Goal of the exercise:
The line containing "pub use dynamics_manager::DynamicsManager;" marks the end: restate word for word every line from the first line of the entries below through that one.

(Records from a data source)

☆ ☆ ☆ ☆ ☆

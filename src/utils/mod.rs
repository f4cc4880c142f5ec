//! Utility helpers: math extensions and step profiling.

pub mod math;
pub mod profiling;

pub use math::*;
pub use profiling::StepProfile;
use std::time::Instant;

use crate::{
    collision::{broadphase::PairSource, contact::ContactManifold},
    config::WorldConfig,
    core::{
        body::{Body, BodyId},
        group::BodyGroup,
    },
    dynamics::integrator::Integrator,
    error::Result,
    utils::{
        math::Vector2,
        profiling::{PhaseTimer, StepProfile},
    },
};

mod collision_manager;
mod dynamics_manager;

pub use collision_manager::CollisionManager;
pub use dynamics_manager::DynamicsManager;

/// Central simulation container: owns the bodies, the contacts of the last
/// step and the tunables.
///
/// Manifold indices refer to [`World::bodies`]. Pruning re-points them at
/// the surviving bodies; explicit edits such as `add` or `remove` drop them.
pub struct World {
    bodies: BodyGroup,
    config: WorldConfig,
    collision: CollisionManager,
    dynamics: DynamicsManager,
    last_profile: StepProfile,
    step_count: u64,
}

impl Default for World {
    fn default() -> Self {
        Self::from_valid_config(WorldConfig::default())
    }
}

impl World {
    pub fn new(config: WorldConfig) -> Result<Self> {
        config.validate().map_err(|err| {
            log::debug!("rejected world configuration: {err}");
            err
        })?;
        Ok(Self::from_valid_config(config))
    }

    fn from_valid_config(config: WorldConfig) -> Self {
        Self {
            bodies: BodyGroup::new(),
            collision: CollisionManager::new(),
            dynamics: DynamicsManager::from_config(&config),
            config,
            last_profile: StepProfile::default(),
            step_count: 0,
        }
    }

    /// Swaps the candidate pair generator.
    pub fn set_pair_source<P>(&mut self, source: P)
    where
        P: PairSource + 'static,
    {
        self.collision.pair_source = Box::new(source);
    }

    pub fn pair_source_name(&self) -> &str {
        self.collision.pair_source.name()
    }

    pub fn config(&self) -> &WorldConfig {
        &self.config
    }

    /// Replaces the configuration after validating it.
    pub fn set_config(&mut self, config: WorldConfig) -> Result<()> {
        config.validate()?;
        self.dynamics = DynamicsManager::from_config(&config);
        self.config = config;
        Ok(())
    }

    /// Runs one fixed step of `config.time_step` seconds.
    pub fn step(&mut self) {
        let started = Instant::now();
        let mut profile = StepProfile::default();
        let dt = self.config.time_step;

        let pair_count = {
            let _phase = PhaseTimer::new("contacts::generate", &mut profile.narrow_phase_time);
            self.collision.generate(self.bodies.all(), self.config.gravity, dt)
        };
        profile.pair_count = pair_count;

        let integrator = Integrator::new(dt, self.config.ambient_acceleration());
        self.dynamics.advance(
            self.bodies.all_mut(),
            &self.collision.contacts,
            &integrator,
            &mut profile,
        );

        let bounds = &self.config.bounds;
        let pruned_count = if self.bodies.iter().any(|body| body.is_out_of_bounds(bounds)) {
            let ids = self.collision.body_ids(self.bodies.all());
            let pruned = self.bodies.retain_in_bounds(bounds);
            self.collision.reindex(&ids, self.bodies.all());
            log::debug!(
                "pruned {} out-of-bounds bodies, {} contacts kept",
                pruned.len(),
                self.collision.contacts.len()
            );
            pruned.len()
        } else {
            0
        };

        self.step_count += 1;
        profile.pruned_count = pruned_count;
        profile.contact_count = self.collision.contacts.len();
        profile.body_count = self.bodies.len();
        profile.total_time = started.elapsed();
        profile.report();
        profile.exceeds_budget(self.config.frame_budget_ms);
        self.last_profile = profile;
    }

    /// Adds a body, keeping layer order.
    pub fn add(&mut self, body: Body) -> BodyId {
        self.collision.clear();
        self.bodies.add(body)
    }

    pub fn remove(&mut self, id: BodyId) -> Option<Body> {
        let removed = self.bodies.remove(id);
        if removed.is_some() {
            self.collision.clear();
        }
        removed
    }

    pub fn remove_at(&mut self, index: usize) -> Option<Body> {
        let removed = self.bodies.remove_at(index);
        if removed.is_some() {
            self.collision.clear();
        }
        removed
    }

    /// Moves a body to another layer; `false` when the id is unknown.
    pub fn set_layer(&mut self, id: BodyId, layer: i32) -> bool {
        self.collision.clear();
        self.bodies.set_layer(id, layer)
    }

    pub fn body(&self, id: BodyId) -> Option<&Body> {
        self.bodies.get(id)
    }

    pub fn body_mut(&mut self, id: BodyId) -> Option<&mut Body> {
        self.bodies.get_mut(id)
    }

    /// Bodies in ascending layer order.
    pub fn bodies(&self) -> &[Body] {
        self.bodies.all()
    }

    pub fn group(&self) -> &BodyGroup {
        &self.bodies
    }

    /// Manifolds found by the last step.
    pub fn contacts(&self) -> &[ContactManifold] {
        &self.collision.contacts
    }

    /// Pulls a body toward `target`, e.g. while it is dragged by a pointer.
    pub fn steer_body(&mut self, id: BodyId, target: Vector2, max_force: f64) -> bool {
        let damping = self.config.steer_damping;
        match self.bodies.get_mut(id) {
            Some(body) => {
                body.steer_towards(target, max_force, damping);
                true
            }
            None => false,
        }
    }

    pub fn last_profile(&self) -> &StepProfile {
        &self.last_profile
    }

    pub fn step_count(&self) -> u64 {
        self.step_count
    }

    pub fn len(&self) -> usize {
        self.bodies.len()
    }

    pub fn is_empty(&self) -> bool {
        self.bodies.is_empty()
    }

    pub fn clear(&mut self) {
        self.bodies.clear();
        self.collision.clear();
    }
}
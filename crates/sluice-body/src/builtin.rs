//! Built-in bodies.
//!
//! | name        | inputs                                  | outputs   |
//! |-------------|-----------------------------------------|-----------|
//! | `identity`  | anything                                | the same  |
//! | `increment` | `value` (number)                        | `result`  |
//! | `add`       | every binding (numbers)                 | `sum`     |
//! | `multiply`  | every binding (numbers)                 | `product` |
//! | `concat`    | every binding except `separator`        | `text`    |
//! | `template`  | `template` (string), the rest as context| `text`    |
//! | `print`     | anything, logged at info level          | the same  |
//! | `count`     | `items` (list, map or string)           | `count`   |
//!
//! Arithmetic stays in integers while every operand is an integer and falls
//! back to floating point otherwise.

use serde_json::{Number, Value};
use tracing::info;

use crate::body::Bindings;
use crate::error::BodyError;
use crate::registry::StaticRegistry;

pub(crate) fn register_all(registry: &mut StaticRegistry) {
  registry
    .register("identity", identity)
    .register("increment", increment)
    .register("add", add)
    .register("multiply", multiply)
    .register("concat", concat)
    .register("template", template)
    .register("print", print)
    .register("count", count);
}

pub fn identity(inputs: &Bindings) -> Result<Bindings, BodyError> {
  Ok(inputs.clone())
}

pub fn increment(inputs: &Bindings) -> Result<Bindings, BodyError> {
  let value = required(inputs, "value")?;
  let result = fold_numbers([("value", value)], Operand::Int(1), i64::checked_add, |a, b| a + b)?;
  Ok(single("result", result))
}

pub fn add(inputs: &Bindings) -> Result<Bindings, BodyError> {
  let operands = inputs.iter().map(|(name, value)| (name.as_str(), value));
  let sum = fold_numbers(operands, Operand::Int(0), i64::checked_add, |a, b| a + b)?;
  Ok(single("sum", sum))
}

pub fn multiply(inputs: &Bindings) -> Result<Bindings, BodyError> {
  let operands = inputs.iter().map(|(name, value)| (name.as_str(), value));
  let product = fold_numbers(operands, Operand::Int(1), i64::checked_mul, |a, b| a * b)?;
  Ok(single("product", product))
}

pub fn concat(inputs: &Bindings) -> Result<Bindings, BodyError> {
  let separator = match inputs.get("separator") {
    None => "",
    Some(Value::String(s)) => s.as_str(),
    Some(other) => return Err(invalid("separator", "string", other)),
  };

  let parts: Vec<String> = inputs
    .iter()
    .filter(|(name, _)| name.as_str() != "separator")
    .map(|(_, value)| match value {
      Value::String(s) => s.clone(),
      other => other.to_string(),
    })
    .collect();

  Ok(single("text", Value::String(parts.join(separator))))
}

pub fn template(inputs: &Bindings) -> Result<Bindings, BodyError> {
  let source = match required(inputs, "template")? {
    Value::String(s) => s.as_str(),
    other => return Err(invalid("template", "string", other)),
  };

  let context: Bindings = inputs
    .iter()
    .filter(|(name, _)| name.as_str() != "template")
    .map(|(name, value)| (name.clone(), value.clone()))
    .collect();

  let env = minijinja::Environment::new();
  let rendered = env.render_str(source, &context)?;
  Ok(single("text", Value::String(rendered)))
}

pub fn print(inputs: &Bindings) -> Result<Bindings, BodyError> {
  for (name, value) in inputs {
    info!(target: "sluice::print", name = %name, value = %value, "print");
  }
  Ok(inputs.clone())
}

pub fn count(inputs: &Bindings) -> Result<Bindings, BodyError> {
  let len = match required(inputs, "items")? {
    Value::Array(items) => items.len(),
    Value::Object(map) => map.len(),
    Value::String(s) => s.chars().count(),
    other => return Err(invalid("items", "list, map or string", other)),
  };
  Ok(single("count", Value::from(len)))
}

#[derive(Debug, Clone, Copy)]
enum Operand {
  Int(i64),
  Float(f64),
}

impl Operand {
  fn parse(name: &str, value: &Value) -> Result<Self, BodyError> {
    match value {
      Value::Number(n) => match n.as_i64() {
        Some(i) => Ok(Operand::Int(i)),
        None => n
          .as_f64()
          .map(Operand::Float)
          .ok_or_else(|| invalid(name, "number", value)),
      },
      other => Err(invalid(name, "number", other)),
    }
  }

  fn as_f64(self) -> f64 {
    match self {
      Operand::Int(i) => i as f64,
      Operand::Float(f) => f,
    }
  }

  fn into_value(self) -> Result<Value, BodyError> {
    match self {
      Operand::Int(i) => Ok(Value::from(i)),
      Operand::Float(f) => Number::from_f64(f)
        .map(Value::Number)
        .ok_or_else(|| BodyError::failed(format!("result {} is not a finite number", f))),
    }
  }
}

fn fold_numbers<'a>(
  operands: impl IntoIterator<Item = (&'a str, &'a Value)>,
  init: Operand,
  int_op: fn(i64, i64) -> Option<i64>,
  float_op: fn(f64, f64) -> f64,
) -> Result<Value, BodyError> {
  let mut acc = init;
  for (name, value) in operands {
    let operand = Operand::parse(name, value)?;
    acc = match (acc, operand) {
      (Operand::Int(a), Operand::Int(b)) => Operand::Int(int_op(a, b).ok_or(BodyError::Overflow)?),
      (a, b) => Operand::Float(float_op(a.as_f64(), b.as_f64())),
    };
  }
  acc.into_value()
}

fn required<'a>(inputs: &'a Bindings, name: &str) -> Result<&'a Value, BodyError> {
  inputs.get(name).ok_or_else(|| BodyError::MissingInput {
    name: name.to_string(),
  })
}

fn invalid(name: &str, expected: &str, actual: &Value) -> BodyError {
  BodyError::InvalidInput {
    name: name.to_string(),
    expected: expected.to_string(),
    actual: actual.clone(),
  }
}

fn single(name: &str, value: Value) -> Bindings {
  Bindings::from([(name.to_string(), value)])
}

#[cfg(test)]
mod tests {
  use super::*;
  use serde_json::json;

  fn bindings(pairs: &[(&str, Value)]) -> Bindings {
    pairs
      .iter()
      .map(|(k, v)| (k.to_string(), v.clone()))
      .collect()
  }

  #[test]
  fn test_increment() {
    let out = increment(&bindings(&[("value", json!(4))])).unwrap();
    assert_eq!(out["result"], json!(5));

    let out = increment(&bindings(&[("value", json!(1.5))])).unwrap();
    assert_eq!(out["result"], json!(2.5));
  }

  #[test]
  fn test_increment_missing_input() {
    let err = increment(&Bindings::new()).unwrap_err();
    assert!(matches!(err, BodyError::MissingInput { name } if name == "value"));
  }

  #[test]
  fn test_multiply_stays_integer() {
    let out = multiply(&bindings(&[("a", json!(3)), ("b", json!(4))])).unwrap();
    assert_eq!(out["product"], json!(12));
    assert!(out["product"].is_i64());
  }

  #[test]
  fn test_multiply_overflow() {
    let err = multiply(&bindings(&[("a", json!(i64::MAX)), ("b", json!(2))])).unwrap_err();
    assert!(matches!(err, BodyError::Overflow));
  }

  #[test]
  fn test_add_rejects_strings() {
    let err = add(&bindings(&[("a", json!(1)), ("b", json!("two"))])).unwrap_err();
    assert!(matches!(err, BodyError::InvalidInput { name, .. } if name == "b"));
  }

  #[test]
  fn test_concat_with_separator() {
    let out = concat(&bindings(&[
      ("a", json!("Hello")),
      ("b", json!("World")),
      ("separator", json!(", ")),
    ]))
    .unwrap();
    assert_eq!(out["text"], json!("Hello, World"));
  }

  #[test]
  fn test_template_renders_context() {
    let out = template(&bindings(&[
      ("template", json!("{{ greeting }} {{ name }}!")),
      ("greeting", json!("Hello")),
      ("name", json!("World")),
    ]))
    .unwrap();
    assert_eq!(out["text"], json!("Hello World!"));
  }

  #[test]
  fn test_template_syntax_error() {
    let err = template(&bindings(&[("template", json!("{{ unclosed"))])).unwrap_err();
    assert!(matches!(err, BodyError::Template(_)));
  }

  #[test]
  fn test_count() {
    let out = count(&bindings(&[("items", json!([1, 2, 3]))])).unwrap();
    assert_eq!(out["count"], json!(3));

    let err = count(&bindings(&[("items", json!(7))])).unwrap_err();
    assert!(matches!(err, BodyError::InvalidInput { .. }));
  }

  #[test]
  fn test_print_passes_through() {
    let inputs = bindings(&[("message", json!("hi"))]);
    assert_eq!(print(&inputs).unwrap(), inputs);
  }
}
use std::collections::HashMap;
use std::sync::Arc;

use crate::body::NodeBody;
use crate::builtin;

/// Registry of named node bodies.
pub trait BodyRegistry: Send + Sync {
  /// Look up a body by name.
  fn get(&self, name: &str) -> Option<Arc<dyn NodeBody>>;

  /// Names of all registered bodies, sorted.
  fn names(&self) -> Vec<String>;
}

impl<T: BodyRegistry + ?Sized> BodyRegistry for Arc<T> {
  fn get(&self, name: &str) -> Option<Arc<dyn NodeBody>> {
    (**self).get(name)
  }

  fn names(&self) -> Vec<String> {
    (**self).names()
  }
}

/// An in-memory registry populated up front.
#[derive(Clone, Default)]
pub struct StaticRegistry {
  bodies: HashMap<String, Arc<dyn NodeBody>>,
}

impl StaticRegistry {
  /// Create an empty registry.
  pub fn new() -> Self {
    Self::default()
  }

  /// Create a registry holding every built-in body.
  pub fn builtin() -> Self {
    let mut registry = Self::new();
    builtin::register_all(&mut registry);
    registry
  }

  /// Register a body under `name`, replacing any previous body of that name.
  pub fn register(&mut self, name: impl Into<String>, body: impl NodeBody + 'static) -> &mut Self {
    self.bodies.insert(name.into(), Arc::new(body));
    self
  }

  /// Builder-style variant of [`register`](Self::register).
  pub fn with(mut self, name: impl Into<String>, body: impl NodeBody + 'static) -> Self {
    self.register(name, body);
    self
  }
}

impl BodyRegistry for StaticRegistry {
  fn get(&self, name: &str) -> Option<Arc<dyn NodeBody>> {
    self.bodies.get(name).cloned()
  }

  fn names(&self) -> Vec<String> {
    let mut names: Vec<String> = self.bodies.keys().cloned().collect();
    names.sort();
    names
  }
}

impl std::fmt::Debug for StaticRegistry {
  fn fmt(&self, f: &mut std::fmt::Formatter<'_>) -> std::fmt::Result {
    f.debug_struct("StaticRegistry")
      .field("bodies", &self.names())
      .finish()
  }
}
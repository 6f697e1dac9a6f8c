use std::collections::{BTreeMap, BTreeSet};
use std::fmt;

use serde::{Deserialize, Serialize};

use crate::path::FlowPath;
use crate::workflow::Workflow;

/// Something that produces into or consumes from a flow path.
#[derive(Debug, Clone, PartialEq, Eq, PartialOrd, Ord, Hash, Serialize, Deserialize)]
#[serde(tag = "kind", content = "name", rename_all = "snake_case")]
pub enum Endpoint {
  /// A node of the workflow.
  Node(String),
  /// A caller-facing inflow or outflow key of the workflow.
  External(String),
}

impl Endpoint {
  pub fn node(name: impl Into<String>) -> Self {
    Endpoint::Node(name.into())
  }

  pub fn external(key: impl Into<String>) -> Self {
    Endpoint::External(key.into())
  }
}

impl fmt::Display for Endpoint {
  fn fmt(&self, f: &mut fmt::Formatter<'_>) -> fmt::Result {
    match self {
      Endpoint::Node(name) => write!(f, "node '{}'", name),
      Endpoint::External(key) => write!(f, "external '{}'", key),
    }
  }
}

/// Producer and consumer tables of one workflow level.
///
/// Nested workflows get their own graph; composite boundaries appear here
/// only as the composite node's own bindings.
#[derive(Debug, Clone, Default, PartialEq, Eq)]
pub struct Graph {
  /// path -> endpoints writing to it, in declaration order.
  producers: BTreeMap<FlowPath, Vec<Endpoint>>,
  /// path -> endpoints reading from it, in declaration order.
  consumers: BTreeMap<FlowPath, Vec<Endpoint>>,
  /// Nodes with no inputs.
  entry_points: Vec<String>,
}

impl Graph {
  pub fn new(workflow: &Workflow) -> Self {
    let mut producers: BTreeMap<FlowPath, Vec<Endpoint>> = BTreeMap::new();
    let mut consumers: BTreeMap<FlowPath, Vec<Endpoint>> = BTreeMap::new();

    for (key, path) in &workflow.inflows {
      producers
        .entry(path.clone())
        .or_default()
        .push(Endpoint::external(key));
    }

    for node in &workflow.nodes {
      for input in &node.inputs {
        let consumer = Endpoint::node(&node.name);
        let entry = consumers.entry(input.path.clone()).or_default();
        // A node bound twice to one path still takes one value per firing.
        if !entry.contains(&consumer) {
          entry.push(consumer);
        }
      }
      for output in &node.outputs {
        let producer = Endpoint::node(&node.name);
        let entry = producers.entry(output.path.clone()).or_default();
        if !entry.contains(&producer) {
          entry.push(producer);
        }
      }
    }

    for (key, path) in &workflow.outflows {
      consumers
        .entry(path.clone())
        .or_default()
        .push(Endpoint::external(key));
    }

    let entry_points = workflow
      .nodes
      .iter()
      .filter(|node| node.inputs.is_empty())
      .map(|node| node.name.clone())
      .collect();

    Self {
      producers,
      consumers,
      entry_points,
    }
  }

  /// Endpoints writing to `path`.
  pub fn producers(&self, path: &FlowPath) -> &[Endpoint] {
    self.producers.get(path).map(|v| v.as_slice()).unwrap_or(&[])
  }

  /// Endpoints reading from `path`.
  pub fn consumers(&self, path: &FlowPath) -> &[Endpoint] {
    self.consumers.get(path).map(|v| v.as_slice()).unwrap_or(&[])
  }

  /// The consumer table, used to seed a value store.
  pub fn subscriptions(&self) -> &BTreeMap<FlowPath, Vec<Endpoint>> {
    &self.consumers
  }

  /// Paths written by more than one endpoint.
  pub fn duplicate_producers(&self) -> impl Iterator<Item = (&FlowPath, &[Endpoint])> {
    self
      .producers
      .iter()
      .filter(|(_, producers)| producers.len() > 1)
      .map(|(path, producers)| (path, producers.as_slice()))
  }

  /// Every path that is produced or consumed at this level.
  pub fn paths(&self) -> BTreeSet<&FlowPath> {
    self.producers.keys().chain(self.consumers.keys()).collect()
  }

  /// Nodes that have no inputs.
  pub fn entry_points(&self) -> &[String] {
    &self.entry_points
  }

  /// Nodes consuming any output of `node_name`, without duplicates.
  pub fn downstream(&self, workflow: &Workflow, node_name: &str) -> Vec<String> {
    let mut downstream = Vec::new();
    let Some(node) = workflow.node(node_name) else {
      return downstream;
    };

    for output in &node.outputs {
      for consumer in self.consumers(&output.path) {
        if let Endpoint::Node(name) = consumer
          && !downstream.contains(name)
        {
          downstream.push(name.clone());
        }
      }
    }
    downstream
  }
}
use std::collections::BTreeMap;

use serde::{Deserialize, Serialize};

use crate::graph::Graph;
use crate::node::Node;
use crate::path::{FlowPath, Namespace};

/// A compiled workflow ready to be instantiated.
#[derive(Debug, Clone, PartialEq, Serialize, Deserialize)]
pub struct Workflow {
  pub name: String,
  pub namespace: Namespace,
  /// Nodes in declaration order; the scheduler visits them in this order.
  pub nodes: Vec<Node>,
  /// Caller-facing inflow keys and the paths they feed.
  pub inflows: BTreeMap<String, FlowPath>,
  /// Caller-facing outflow keys and the paths they drain.
  pub outflows: BTreeMap<String, FlowPath>,
}

impl Workflow {
  /// Build the producer/consumer tables for this level.
  pub fn graph(&self) -> Graph {
    Graph::new(self)
  }

  /// Get a node by name.
  pub fn node(&self, name: &str) -> Option<&Node> {
    self.nodes.iter().find(|node| node.name == name)
  }

  pub fn inflow(&self, key: &str) -> Option<&FlowPath> {
    self.inflows.get(key)
  }

  pub fn outflow(&self, key: &str) -> Option<&FlowPath> {
    self.outflows.get(key)
  }
}
use serde::Serialize;
use serde_json::Value;
use sluice_config::ValueType;
use sluice_workflow::{Endpoint, FlowPath};

/// A value that is still waiting for one or more consumers.
#[derive(Debug, Clone, PartialEq, Serialize)]
pub struct PendingValue {
  pub path: FlowPath,
  pub value: Value,
  pub value_type: ValueType,
  pub producer: Endpoint,
  /// Consumers that have not taken the value yet.
  pub consumers: Vec<Endpoint>,
}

☆ ☆ ☆ ☆ ☆

Response to the exercise:
filename src/utils/mod.rs
repository f4cc4880c142f5ec
//! Utility helpers: math extensions and step profiling.

pub mod math;
pub mod profiling;

pub use math::*;
pub use profiling::StepProfile;
use std::time::Instant;

use crate::{
    collision::{broadphase::PairSource, contact::ContactManifold},
    config::WorldConfig,
    core::{
        body::{Body, BodyId},
        group::BodyGroup,
    },
    dynamics::integrator::Integrator,
    error::Result,
    utils::{
        math::Vector2,
        profiling::{PhaseTimer, StepProfile},
    },
};

mod collision_manager;
mod dynamics_manager;

pub use collision_manager::CollisionManager;
pub use dynamics_manager::DynamicsManager;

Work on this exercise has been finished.